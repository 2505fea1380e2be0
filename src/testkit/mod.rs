//! Shared test utilities available to both unit and integration tests.
//!
//! Enabled via `#[cfg(test)]` (unit tests) or the `testkit` feature
//! (integration tests).
//!
//! # Modules
//!
//! - [`directory`] — `ScriptedDirectory`, a counting, failure-injecting
//!   [`Directory`](crate::port::Directory).
//! - [`config`] — Canonical test configurations.
//! - [`wait`] — Polling helpers for background work.

pub mod config;
pub mod directory;
pub mod wait;

pub use directory::ScriptedDirectory;
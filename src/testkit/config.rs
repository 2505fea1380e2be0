//! Canonical test configurations.
//!
//! Single source of truth for config structs used across tests.

use crate::app::config::{PlaceholderConfig, StatsConfig};

/// Stats config with the default 5 second staleness and a short timeout.
pub fn stats() -> StatsConfig {
    StatsConfig {
        fetch_timeout_ms: 2_000,
        ..StatsConfig::default()
    }
}

/// Stats config whose entries are stale as soon as they are written.
pub fn always_stale_stats() -> StatsConfig {
    StatsConfig {
        staleness_ms: 1,
        ..stats()
    }
}

/// Stats config with the given fetch timeout.
pub fn stats_with_timeout(fetch_timeout_ms: u64) -> StatsConfig {
    StatsConfig {
        fetch_timeout_ms,
        ..stats()
    }
}

/// Placeholder config with the default 5 second expiry.
pub fn placeholders() -> PlaceholderConfig {
    PlaceholderConfig::default()
}

/// Placeholder config whose entries expire after `expiry_ms`.
pub fn placeholders_expiring(expiry_ms: u64) -> PlaceholderConfig {
    PlaceholderConfig {
        expiry_ms,
        ..PlaceholderConfig::default()
    }
}
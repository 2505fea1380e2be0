use std::path::PathBuf;
use std::sync::Arc;

use anyhow::Context;
use clap::Parser;
use rankstats::adapter::InMemoryDirectory;
use rankstats::app::config::Config;
use rankstats::app::App;
use rankstats::domain::SubjectId;
use tokio::io::{AsyncBufReadExt, AsyncWriteExt, BufReader};
use tokio::signal;
use tracing::{error, info};

/// Resolve group statistics placeholders read from stdin.
///
/// Each input line is `<identifier>` or `<subject> <identifier>`; the
/// resolved value is printed on its own line.
#[derive(Debug, Parser)]
#[command(name = "rankstats", version, about)]
struct Args {
    /// Configuration file. Defaults apply if it does not exist.
    #[arg(short, long, default_value = "config.toml")]
    config: PathBuf,

    /// Directory snapshot (TOML) to serve.
    #[arg(short, long)]
    directory: PathBuf,

    /// Subject used for lines without one.
    #[arg(short, long)]
    subject: Option<String>,
}

#[tokio::main]
async fn main() {
    let _ = dotenvy::dotenv();
    let args = Args::parse();

    let config = match load_config(&args) {
        Ok(c) => c,
        Err(e) => {
            eprintln!("Failed to load config: {e:#}");
            std::process::exit(1);
        }
    };

    config.init_logging();
    info!("rankstats starting");

    let directory = match InMemoryDirectory::load(&args.directory)
        .with_context(|| format!("loading directory snapshot {}", args.directory.display()))
    {
        Ok(d) => d,
        Err(e) => {
            error!(error = ?e, "Fatal error");
            std::process::exit(1);
        }
    };

    let app = App::start(&config, Arc::new(directory));
    let default_subject = args.subject.map(SubjectId::from);

    tokio::select! {
        result = serve_stdin(&app, default_subject.as_ref()) => {
            if let Err(e) = result {
                error!(error = %e, "Fatal error");
            }
        }
        _ = signal::ctrl_c() => {
            info!("Shutdown signal received");
        }
    }

    app.shutdown().await;
}

fn load_config(args: &Args) -> anyhow::Result<Config> {
    if !args.config.exists() {
        return Ok(Config::default());
    }
    Config::load(&args.config).with_context(|| format!("reading {}", args.config.display()))
}

async fn serve_stdin(app: &App, default_subject: Option<&SubjectId>) -> anyhow::Result<()> {
    let mut lines = BufReader::new(tokio::io::stdin()).lines();
    let mut stdout = tokio::io::stdout();

    while let Some(line) = lines.next_line().await? {
        let line = line.trim();
        if line.is_empty() {
            continue;
        }

        let (subject, identifier) = match line.split_once(char::is_whitespace) {
            Some((subject, identifier)) => (Some(SubjectId::from(subject)), identifier.trim()),
            None => (default_subject.cloned(), line),
        };

        let rendered = app
            .resolve(subject.as_ref(), identifier)
            .unwrap_or_else(|| format!("unknown placeholder: {identifier}"));
        stdout.write_all(rendered.as_bytes()).await?;
        stdout.write_all(b"\n").await?;
        stdout.flush().await?;
    }

    Ok(())
}
use bigdecimal::BigDecimal;
use chrono::{DateTime, Utc};
use indexmap::IndexMap;
use serde::{Deserialize, Serialize};

use crate::models::CleanedLineItem;

/// Gemini 结构化提取结果 (线上格式 camelCase)
#[derive(Debug, Clone, Serialize, Deserialize)]
#[serde(rename_all = "camelCase")]
pub struct GeminiExtraction {
    pub individual_line_items: Vec<CleanedLineItem>,
    /// 分类小计, 保持模型输出的键顺序
    #[serde(default)]
    pub sub_totals: IndexMap<String, BigDecimal>,
    pub final_total: BigDecimal,
    #[serde(skip_serializing_if = "Option::is_none")]
    pub notes: Option<String>,
}

/// OCR 侧独立推导的回退汇总
#[derive(Debug, Clone, Serialize, Deserialize)]
#[serde(rename_all = "camelCase")]
pub struct FallbackSummary {
    pub line_items: Vec<CleanedLineItem>,
    pub estimated_total: BigDecimal,
}

/// 两路合计的对账结果: delta = LLM 合计 - 回退合计 (保留符号)
#[derive(Debug, Clone, Serialize, Deserialize)]
#[serde(rename_all = "camelCase")]
pub struct TotalsReconciliation {
    pub fallback_total: BigDecimal,
    pub llm_final_total: BigDecimal,
    pub delta: BigDecimal,
}

/// 处理过程遥测
#[derive(Debug, Clone, Serialize, Deserialize)]
#[serde(rename_all = "camelCase")]
pub struct Telemetry {
    pub pages: usize,
    /// 无任何页面时为 null
    pub paddle_confidence: Option<f64>,
    pub processed_at: DateTime<Utc>,
}

/// /api/process 的成功响应体
#[derive(Debug, Clone, Serialize, Deserialize)]
pub struct ProcessReport {
    pub gemini: GeminiExtraction,
    pub fallback: FallbackSummary,
    pub reconciliation: TotalsReconciliation,
    pub telemetry: Telemetry,
}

--

Across the listing, how many lines contain "DateTime"? State the number and nothing else.

2